_PROBLEM_
Give again, word for word, each line from the top of the listing through the line that holds "assert!(descriptor.source_path().is_none());".

__________

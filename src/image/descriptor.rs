// ABOUTME: Descriptor naming an image and, for builds, its source directory.
// ABOUTME: Constructed per operation, validated at the start of pull/build.

use super::error::AcquireError;
use crate::types::ImageRef;
use std::path::{Path, PathBuf};

/// Names an image to acquire.
///
/// `name` is the registry reference for pulls and the resulting tag for
/// builds. `source_path` is only meaningful for builds.
#[derive(Debug, Clone)]
pub struct ImageDescriptor {
    name: String,
    source_path: Option<PathBuf>,
}

impl ImageDescriptor {
    pub fn new(name: impl Into<String>) -> Self {
        Self {
            name: name.into(),
            source_path: None,
        }
    }

    pub fn with_source(mut self, path: impl Into<PathBuf>) -> Self {
        self.source_path = Some(path.into());
        self
    }

    pub fn name(&self) -> &str {
        &self.name
    }

    pub fn source_path(&self) -> Option<&Path> {
        self.source_path.as_deref()
    }

    /// Validate the name as an image reference.
    pub(crate) fn image_ref(&self) -> Result<ImageRef, AcquireError> {
        Ok(ImageRef::parse(&self.name)?)
    }
}

#[cfg(test)]
mod tests {
    use super::*;

    #[test]
    fn empty_name_is_rejected() {
        let descriptor = ImageDescriptor::new("");
        assert!(matches!(
            descriptor.image_ref(),
            Err(AcquireError::InvalidReference(_))
        ));
    }

    #[test]
    fn valid_name_normalizes_to_latest() {
        let descriptor = ImageDescriptor::new("myimagename");
        let reference = descriptor.image_ref().unwrap();
        assert_eq!(reference.to_string(), "myimagename:latest");
    }

    #[test]
    fn source_path_is_optional() {
        let descriptor = ImageDescriptor::new("myimagename");
        assert!(descriptor.source_path().is_none());

        let descriptor = descriptor.with_source("/my/path/1/");
        assert_eq!(descriptor.source_path(), Some(Path::new("/my/path/1/")));
    }
}
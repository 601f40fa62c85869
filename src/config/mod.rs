// ABOUTME: Configuration types and parsing for skafos.yml.
// ABOUTME: Engine socket override and the acquisition timeout; missing file means defaults.

use crate::engine::EngineConfig;
use crate::error::Result;
use serde::Deserialize;
use std::path::Path;
use std::time::Duration;

pub const CONFIG_FILENAME: &str = "skafos.yml";
pub const CONFIG_FILENAME_ALT: &str = "skafos.yaml";

#[derive(Debug, Clone, Default, Deserialize)]
pub struct Config {
    /// Engine runtime/socket override.
    #[serde(default)]
    pub engine: EngineConfig,

    /// Budget for a single pull or build, e.g. "10m". Unset means no limit.
    #[serde(default, with = "humantime_serde")]
    pub timeout: Option<Duration>,
}

impl Config {
    /// Look for a config file in `dir`; absence is not an error.
    pub fn discover(dir: &Path) -> Result<Self> {
        for filename in [CONFIG_FILENAME, CONFIG_FILENAME_ALT] {
            let candidate = dir.join(filename);
            if candidate.is_file() {
                return Self::load(&candidate);
            }
        }
        Ok(Self::default())
    }

    pub fn load(path: &Path) -> Result<Self> {
        let contents = std::fs::read_to_string(path)?;
        Ok(serde_yaml::from_str(&contents)?)
    }
}
//! Follow-up queue engine for the lead dashboard.
//!
//! Agents work through their pending leads and mark them `done` or
//! forward them to the admin archive. Both actions are staged with an
//! undo window instead of firing immediately; the staged action is
//! durable, so closing the dashboard mid-window neither loses nor
//! prematurely commits it. [`FollowUpQueue`] is the engine; the UI layer
//! renders [`FollowUpQueue::visible_leads`] and the notices, nothing
//! more.

mod api;
mod config;
mod notify;
mod queue;
mod store;
mod types;

pub use api::{ApiError, ApiSettings, HttpLeadApi, LeadApi};
pub use config::{config_path, Config, ConfigError};
pub use notify::{ChannelNoticeSink, LogNoticeSink, Notice, NoticeLevel, NoticeSink};
pub use queue::{FollowUpQueue, QueueError, QueueSettings};
pub use store::{PendingStore, StoreError};
pub use types::{ActionKind, Lead, LeadStatus, PendingAction};
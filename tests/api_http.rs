use std::time::Duration;

use leadflow::{ApiError, ApiSettings, Config, HttpLeadApi, LeadApi, LeadStatus};
use serde_json::json;
use wiremock::matchers::{body_json, header, method, path};
use wiremock::{Mock, MockServer, ResponseTemplate};

fn config_for(server: &MockServer) -> Config {
    let _ = env_logger::builder().is_test(true).try_init();
    Config {
        api_url: server.uri(),
        auth_token: Some("test-token".to_string()),
        undo_window_secs: 60,
    }
}

#[tokio::test]
async fn my_pending_parses_the_lead_envelope() {
    let server = MockServer::start().await;
    Mock::given(method("GET"))
        .and(path("/files/my-pending"))
        .and(header("Authorization", "Bearer test-token"))
        .respond_with(ResponseTemplate::new(200).set_body_json(json!({
            "leads": [
                {
                    "_id": "665f1a2b3c4d5e6f70818283",
                    "status": "pending",
                    "assignedTo": "664a0b1c2d3e4f5061728394",
                    "fileName": "may-batch.xlsx",
                    "data": {
                        "full name": "Dana Cohen",
                        "phone number": "p:054-1234567",
                        "city": "Haifa"
                    }
                }
            ]
        })))
        .mount(&server)
        .await;

    let api = HttpLeadApi::from_config(&config_for(&server)).expect("client");
    let leads = api.fetch_my_pending().await.expect("fetch ok");

    assert_eq!(leads.len(), 1);
    assert_eq!(leads[0].id, "665f1a2b3c4d5e6f70818283");
    assert_eq!(leads[0].status, LeadStatus::Pending);
    assert_eq!(leads[0].display_name(), Some("Dana Cohen"));
    assert_eq!(leads[0].display_phone().as_deref(), Some("054-1234567"));
}

#[tokio::test]
async fn my_pending_without_leads_field_reads_as_empty() {
    let server = MockServer::start().await;
    Mock::given(method("GET"))
        .and(path("/files/my-pending"))
        .respond_with(ResponseTemplate::new(200).set_body_json(json!({})))
        .mount(&server)
        .await;

    let api = HttpLeadApi::from_config(&config_for(&server)).expect("client");
    let leads = api.fetch_my_pending().await.expect("fetch ok");

    assert!(leads.is_empty());
}

#[tokio::test]
async fn update_status_patches_the_lead() {
    let server = MockServer::start().await;
    Mock::given(method("PATCH"))
        .and(path("/files/status/lead-1"))
        .and(header("Authorization", "Bearer test-token"))
        .and(body_json(json!({ "status": "done" })))
        .respond_with(ResponseTemplate::new(200))
        .expect(1)
        .mount(&server)
        .await;

    let api = HttpLeadApi::from_config(&config_for(&server)).expect("client");
    api.update_status("lead-1", LeadStatus::Done)
        .await
        .expect("patch ok");
}

#[tokio::test]
async fn forward_sends_one_batched_request() {
    let server = MockServer::start().await;
    Mock::given(method("POST"))
        .and(path("/archive/forward-to-admin"))
        .and(body_json(json!({ "leadIds": ["a", "b", "c"] })))
        .respond_with(ResponseTemplate::new(200))
        .expect(1)
        .mount(&server)
        .await;

    let api = HttpLeadApi::from_config(&config_for(&server)).expect("client");
    let ids = vec!["a".to_string(), "b".to_string(), "c".to_string()];
    api.forward_to_admin(&ids).await.expect("forward ok");
}

#[tokio::test]
async fn server_rejection_maps_to_status_error() {
    let server = MockServer::start().await;
    Mock::given(method("GET"))
        .and(path("/files/my-pending"))
        .respond_with(ResponseTemplate::new(500).set_body_string("mongo is down"))
        .mount(&server)
        .await;

    let api = HttpLeadApi::from_config(&config_for(&server)).expect("client");
    let err = api.fetch_my_pending().await.unwrap_err();

    match err {
        ApiError::Status { status, message } => {
            assert_eq!(status, 500);
            assert!(message.contains("mongo is down"));
        }
        other => panic!("expected status error, got {:?}", other),
    }
}

#[tokio::test]
async fn slow_server_times_out_as_transport_error() {
    let server = MockServer::start().await;
    Mock::given(method("GET"))
        .and(path("/files/my-pending"))
        .respond_with(
            ResponseTemplate::new(200)
                .set_delay(Duration::from_millis(250))
                .set_body_json(json!({ "leads": [] })),
        )
        .mount(&server)
        .await;

    let settings = ApiSettings {
        request_timeout: Duration::from_millis(50),
        ..ApiSettings::default()
    };
    let api = HttpLeadApi::new(&config_for(&server), settings).expect("client");
    let err = api.fetch_my_pending().await.unwrap_err();

    assert!(matches!(err, ApiError::Transport(ref e) if e.is_timeout()));
}

#[tokio::test]
async fn bad_base_url_is_rejected_up_front() {
    let config = Config {
        api_url: "not a url".to_string(),
        auth_token: None,
        undo_window_secs: 60,
    };

    assert!(matches!(
        HttpLeadApi::from_config(&config),
        Err(ApiError::Url(_))
    ));
}
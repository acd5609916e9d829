//! Durable single-slot store for the staged action.
//!
//! One JSON record at a well-known path, overwritten on each new staged
//! action and removed on commit or undo. The record outlives the process
//! on purpose: the queue re-reads the slot on open and either resumes
//! the countdown or commits what expired while the client was away.

use std::fs;
use std::path::{Path, PathBuf};

use thiserror::Error;

use crate::types::PendingAction;

/// Errors specific to slot persistence.
#[derive(Debug, Error)]
pub enum StoreError {
    #[error("Home directory not found")]
    HomeDirNotFound,

    #[error("Failed to create state directory: {0}")]
    CreateDir(std::io::Error),

    #[error("IO error: {0}")]
    Io(#[from] std::io::Error),

    #[error("JSON error: {0}")]
    Json(#[from] serde_json::Error),
}

/// Single-slot store for the pending action.
pub struct PendingStore {
    path: PathBuf,
}

impl PendingStore {
    /// Store at the default location, `~/.leadflow/pending_action.json`.
    pub fn at_default_path() -> Result<Self, StoreError> {
        let home = dirs::home_dir().ok_or(StoreError::HomeDirNotFound)?;
        Ok(Self::at_path(
            home.join(".leadflow").join("pending_action.json"),
        ))
    }

    /// Store at an explicit path; tests and embedders inject their own.
    pub fn at_path(path: impl Into<PathBuf>) -> Self {
        Self { path: path.into() }
    }

    pub fn path(&self) -> &Path {
        &self.path
    }

    /// Read the slot. `Ok(None)` when nothing is staged; `Err` on an
    /// unreadable or corrupt record (the caller decides whether to clear).
    pub fn load(&self) -> Result<Option<PendingAction>, StoreError> {
        if !self.path.exists() {
            return Ok(None);
        }
        let content = fs::read_to_string(&self.path)?;
        let action = serde_json::from_str(&content)?;
        Ok(Some(action))
    }

    /// Overwrite the slot with `action`.
    pub fn save(&self, action: &PendingAction) -> Result<(), StoreError> {
        if let Some(parent) = self.path.parent() {
            if !parent.exists() {
                fs::create_dir_all(parent).map_err(StoreError::CreateDir)?;
            }
        }
        let content = serde_json::to_string_pretty(action)?;
        fs::write(&self.path, content)?;
        Ok(())
    }

    /// Empty the slot. Clearing an already-empty slot is not an error.
    pub fn clear(&self) -> Result<(), StoreError> {
        match fs::remove_file(&self.path) {
            Ok(()) => Ok(()),
            Err(e) if e.kind() == std::io::ErrorKind::NotFound => Ok(()),
            Err(e) => Err(e.into()),
        }
    }
}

__________

_RESPONSE BELOW_
filename src/image/descriptor.rs
// ABOUTME: Descriptor naming an image and, for builds, its source directory.
// ABOUTME: Constructed per operation, validated at the start of pull/build.

use super::error::AcquireError;
use crate::types::ImageRef;
use std::path::{Path, PathBuf};

/// Names an image to acquire.
///
/// `name` is the registry reference for pulls and the resulting tag for
/// builds. `source_path` is only meaningful for builds.
#[derive(Debug, Clone)]
pub struct ImageDescriptor {
    name: String,
    source_path: Option<PathBuf>,
}

impl ImageDescriptor {
    pub fn new(name: impl Into<String>) -> Self {
        Self {
            name: name.into(),
            source_path: None,
        }
    }

    pub fn with_source(mut self, path: impl Into<PathBuf>) -> Self {
        self.source_path = Some(path.into());
        self
    }

    pub fn name(&self) -> &str {
        &self.name
    }

    pub fn source_path(&self) -> Option<&Path> {
        self.source_path.as_deref()
    }

    /// Validate the name as an image reference.
    pub(crate) fn image_ref(&self) -> Result<ImageRef, AcquireError> {
        Ok(ImageRef::parse(&self.name)?)
    }
}

#[cfg(test)]
mod tests {
    use super::*;

    #[test]
    fn empty_name_is_rejected() {
        let descriptor = ImageDescriptor::new("");
        assert!(matches!(
            descriptor.image_ref(),
            Err(AcquireError::InvalidReference(_))
        ));
    }

    #[test]
    fn valid_name_normalizes_to_latest() {
        let descriptor = ImageDescriptor::new("myimagename");
        let reference = descriptor.image_ref().unwrap();
        assert_eq!(reference.to_string(), "myimagename:latest");
    }

    #[test]
    fn source_path_is_optional() {
        let descriptor = ImageDescriptor::new("myimagename");
        assert!(descriptor.source_path().is_none());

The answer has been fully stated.